Soit comme professeur, soit comme écrivain, Michelet a donné toute sa vie à l'enseignement. Il n'a jamais voulu entrer dans la vie politique, et s'il a quitté la carrière du professorat, c'a été par contrainte et avec déchirement de coeur. C'est à l'Ecole normale que son enseignement fut le plus fécond ; ses ouvrages de cette période, l'Histoire romaine, les six premiers volumes de l'Histoire de France, sont les plus solides au point de vue de la science, les plus achevés au point de vue de la composition et du style, les plus riches en fortes pensées. Ses cours se composaient de vastes aperçus sur l'histoire universelle où il esquissait en traits rapides et vigoureux la physionomie de chaque civilisation et de chaque époque, et d'études de détail sur quelques points spéciaux, par lesquelles il initiait ses élèves aux recherches d'érudition et aux règles de la critique. Il joignait à ses leçons des conseils pratiques à ses élèves sur la manière dont ils devaient comprendre leur tâche de professeurs, et profiter de leur séjour dans les lycées de province pour y étudier, selon lés ressources qu'offrirait leur résidence", soit les archives, soit l'histoire locale, soit l'archéologie, soit même les patois. Il prenait plaisir à connaître l'origine et le lieu de naissance des jeunes gens qu'il avait devant lui et en qui il voyait comme un abrégé de la France. Il se donnait tout entier à ses élèves, et à leur tour ses élèves ont eu sur lui une influence bienfaisante. « Ils m'ont rendu, dit-il, sans le savoir, un service immense. Si j'avais, comme historien, un mérite spécial qui me soutient à côté de mes illustres prédécesseurs, je le devrais à l'enseignement, qui pour moi fut l'amitié. Ces grands historiens ont été brillants, judicieux, profonds. Moi, j'ai aimé davantage. » — Il ajoute : « J'ai souffert davantage aussi.

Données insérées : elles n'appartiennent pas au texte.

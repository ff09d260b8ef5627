//! SlackTransport -- [`MessageTransport`] over the Slack Web API.

use std::time::Duration;

use secrecy::{ExposeSecret, SecretString};
use serde::{Deserialize, Serialize};

use docbot_core::transport::MessageTransport;
use docbot_types::error::TransportError;

#[derive(Debug, Serialize)]
struct PostMessage<'a> {
    channel: &'a str,
    text: &'a str,
}

/// Every Web API response carries `ok`; failures add `error`.
#[derive(Debug, Deserialize)]
struct ApiResponse {
    ok: bool,
    #[serde(default)]
    error: Option<String>,
}

/// Posts replies with `chat.postMessage`.
pub struct SlackTransport {
    client: reqwest::Client,
    token: SecretString,
    base_url: String,
}

impl SlackTransport {
    pub fn new(token: SecretString) -> Result<Self, TransportError> {
        let client = reqwest::Client::builder()
            .timeout(Duration::from_secs(30))
            .build()
            .map_err(|e| TransportError::Send(format!("failed to create HTTP client: {e}")))?;
        Ok(Self {
            client,
            token,
            base_url: "https://slack.com/api".to_string(),
        })
    }

    /// Override the API base URL (useful for testing or proxies).
    pub fn with_base_url(mut self, base_url: String) -> Self {
        self.base_url = base_url;
        self
    }
}

impl MessageTransport for SlackTransport {
    async fn send(&self, channel_id: &str, text: &str) -> Result<(), TransportError> {
        let response = self
            .client
            .post(format!("{}/chat.postMessage", self.base_url))
            .bearer_auth(self.token.expose_secret())
            .json(&PostMessage {
                channel: channel_id,
                text,
            })
            .send()
            .await
            .map_err(|e| TransportError::Send(e.to_string()))?;

        let status = response.status();
        if !status.is_success() {
            return Err(TransportError::Send(format!("HTTP {status}")));
        }

        let body: ApiResponse = response
            .json()
            .await
            .map_err(|e| TransportError::Send(format!("unreadable response: {e}")))?;
        check_api_response(body)
    }
}

fn check_api_response(body: ApiResponse) -> Result<(), TransportError> {
    if body.ok {
        Ok(())
    } else {
        Err(TransportError::Rejected(
            body.error.unwrap_or_else(|| "unknown_error".to_string()),
        ))
    }
}
//! HTTP API for the moderation pipeline.
//!
//! # Endpoints
//!
//! | Method | Path | Description |
//! |--------|------|-------------|
//! | `GET`  | `/health` | Health check (returns version) |
//! | `POST` | `/moderate` | Run the pipeline, returns a `ModerationReport` |
//!
//! `POST /moderate` takes
//!
//! ```json
//! { "user_id": "user123", "text": "...", "image_base64": "...", "audio_base64": "..." }
//! ```
//!
//! with every field but `user_id` optional; media is standard base64.
//!
//! # Error Contract
//!
//! ```json
//! { "error": { "code": "bad_request", "message": "user_id must not be empty" } }
//! ```
//!
//! Error codes: `bad_request` (400), `store_unavailable` (503),
//! `internal` (500).
//!
//! CORS is fully permissive.

use axum::{
    extract::{rejection::JsonRejection, DefaultBodyLimit, State},
    http::StatusCode,
    response::{IntoResponse, Response},
    routing::{get, post},
    Json, Router,
};
use base64::Engine as _;
use serde::{Deserialize, Serialize};
use tower_http::cors::{Any, CorsLayer};
use tower_http::trace::TraceLayer;

use sentinelle_core::models::ModerationRequest;
use sentinelle_core::pipeline::{ModerationReport, Pipeline};

use crate::config::Config;
use crate::services;

#[derive(Clone)]
struct AppState {
    pipeline: Pipeline,
}

/// Build services from `config` and serve until the process is terminated.
pub async fn run_server(config: &Config) -> anyhow::Result<()> {
    let services = services::build(config).await?;
    services.archivist.ensure_collections().await?;

    let app = build_router(services.pipeline, config.server.max_body_bytes);

    let listener = tokio::net::TcpListener::bind(&config.server.bind).await?;
    tracing::info!(bind = %config.server.bind, "moderation server listening");
    println!("SentinELLE listening on http://{}", config.server.bind);
    axum::serve(listener, app).await?;

    Ok(())
}

pub fn build_router(pipeline: Pipeline, max_body_bytes: usize) -> Router {
    let cors = CorsLayer::new()
        .allow_origin(Any)
        .allow_methods(Any)
        .allow_headers(Any);

    Router::new()
        .route("/health", get(handle_health))
        .route("/moderate", post(handle_moderate))
        .layer(DefaultBodyLimit::max(max_body_bytes))
        .layer(cors)
        .layer(TraceLayer::new_for_http())
        .with_state(AppState { pipeline })
}

// ============ Error response ============

#[derive(Serialize)]
struct ErrorBody {
    error: ErrorDetail,
}

#[derive(Serialize)]
struct ErrorDetail {
    code: String,
    message: String,
}

#[derive(Debug)]
struct AppError {
    status: StatusCode,
    code: &'static str,
    message: String,
}

impl IntoResponse for AppError {
    fn into_response(self) -> Response {
        let body = ErrorBody {
            error: ErrorDetail {
                code: self.code.to_string(),
                message: self.message,
            },
        };
        (self.status, Json(body)).into_response()
    }
}

fn bad_request(message: impl Into<String>) -> AppError {
    AppError {
        status: StatusCode::BAD_REQUEST,
        code: "bad_request",
        message: message.into(),
    }
}

impl From<sentinelle_core::Error> for AppError {
    fn from(err: sentinelle_core::Error) -> Self {
        if err.is_store_unavailable() {
            tracing::warn!(error = %err, "moderation aborted: store unavailable");
            AppError {
                status: StatusCode::SERVICE_UNAVAILABLE,
                code: "store_unavailable",
                message: err.to_string(),
            }
        } else {
            tracing::error!(error = %err, "moderation failed");
            AppError {
                status: StatusCode::INTERNAL_SERVER_ERROR,
                code: "internal",
                message: err.to_string(),
            }
        }
    }
}

// ============ GET /health ============

#[derive(Serialize)]
struct HealthResponse {
    status: String,
    version: String,
}

async fn handle_health() -> Json<HealthResponse> {
    Json(HealthResponse {
        status: "ok".to_string(),
        version: env!("CARGO_PKG_VERSION").to_string(),
    })
}

// ============ POST /moderate ============

#[derive(Debug, Deserialize)]
struct ModerateBody {
    user_id: String,
    #[serde(default)]
    text: Option<String>,
    #[serde(default)]
    image_base64: Option<String>,
    #[serde(default)]
    audio_base64: Option<String>,
}

fn decode_media(field: &str, value: Option<&str>) -> Result<Option<Vec<u8>>, AppError> {
    value
        .filter(|v| !v.is_empty())
        .map(|v| {
            base64::engine::general_purpose::STANDARD
                .decode(v)
                .map_err(|e| bad_request(format!("{} is not valid base64: {}", field, e)))
        })
        .transpose()
}

impl ModerateBody {
    fn into_request(self) -> Result<ModerationRequest, AppError> {
        if self.user_id.trim().is_empty() {
            return Err(bad_request("user_id must not be empty"));
        }
        Ok(ModerationRequest {
            image: decode_media("image_base64", self.image_base64.as_deref())?,
            audio: decode_media("audio_base64", self.audio_base64.as_deref())?,
            user_id: self.user_id,
            text: self.text,
        })
    }
}

async fn handle_moderate(
    State(state): State<AppState>,
    body: Result<Json<ModerateBody>, JsonRejection>,
) -> Result<Json<ModerationReport>, AppError> {
    let Json(body) = body.map_err(|e| bad_request(e.body_text()))?;
    let request = body.into_request()?;
    let report = state.pipeline.run(&request).await?;
    Ok(Json(report))
}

Les épreuves de mon enfance me sont toujours présentes, j'ai gardé l'impression du travail, d'une vie âpre et laborieuse, je suis resté peuple. » Cet amour de la jeunesse et cet amour du peuple, unis à l'amour de la France, ont été l'inspiration même de sa vie, et c'est pour cela qu'il a été essentiellement un éducateur. « Quelle est, dit-il, la première partie de la politique? L'éducation. La seconde? L'éducation. Et la troisième? L'éducation. » S'il a écrit l'Histoire de France, c'est pour donner à la jeunesse et à la nation une conscience plus nette de la patrie, pour enseigner la patrie « comme dogme et principe, puis comme légende ». La patrie était en effet pour lui une religion, celle du dévouement et de la fraternité. Il se regardait comme le révélateur de l'âme de la France, « de son génie pacifique et vraiment humain ». — « Que soit là ma part dans l'avenir d'avoir, non pas atteint, mais marqué le but de l'histoire. Thierry y voyait une narration et M. Guizot une analyse. Je l'ai nommée résurrection, et ce nom lui restera. » Grâce en effet à une érudition solide et à une imagination d'une puissance et d'une fraîcheur incomparables, il a fait vraiment revivre la France du moyen âge, et surtout il a réussi par la force de sa sympathie a rendre la voix à ces masses populaires anonymes, à ces foules de souffrants, de persécutés, de déshérités qui font l'histoire et que trop souvent l'histoire oublie. Les deux points culminants de l'histoire de France étaient pour lui ce qu'il appelait ses deux rédemptions, Jeanne d'Arc et la Révolution. Il a consacré à l'une un volume qui est son chef-d'oeuvre, et un des chefs-d'oeuvre de la littérature française ; à la seconde un ouvrage en sept volumes.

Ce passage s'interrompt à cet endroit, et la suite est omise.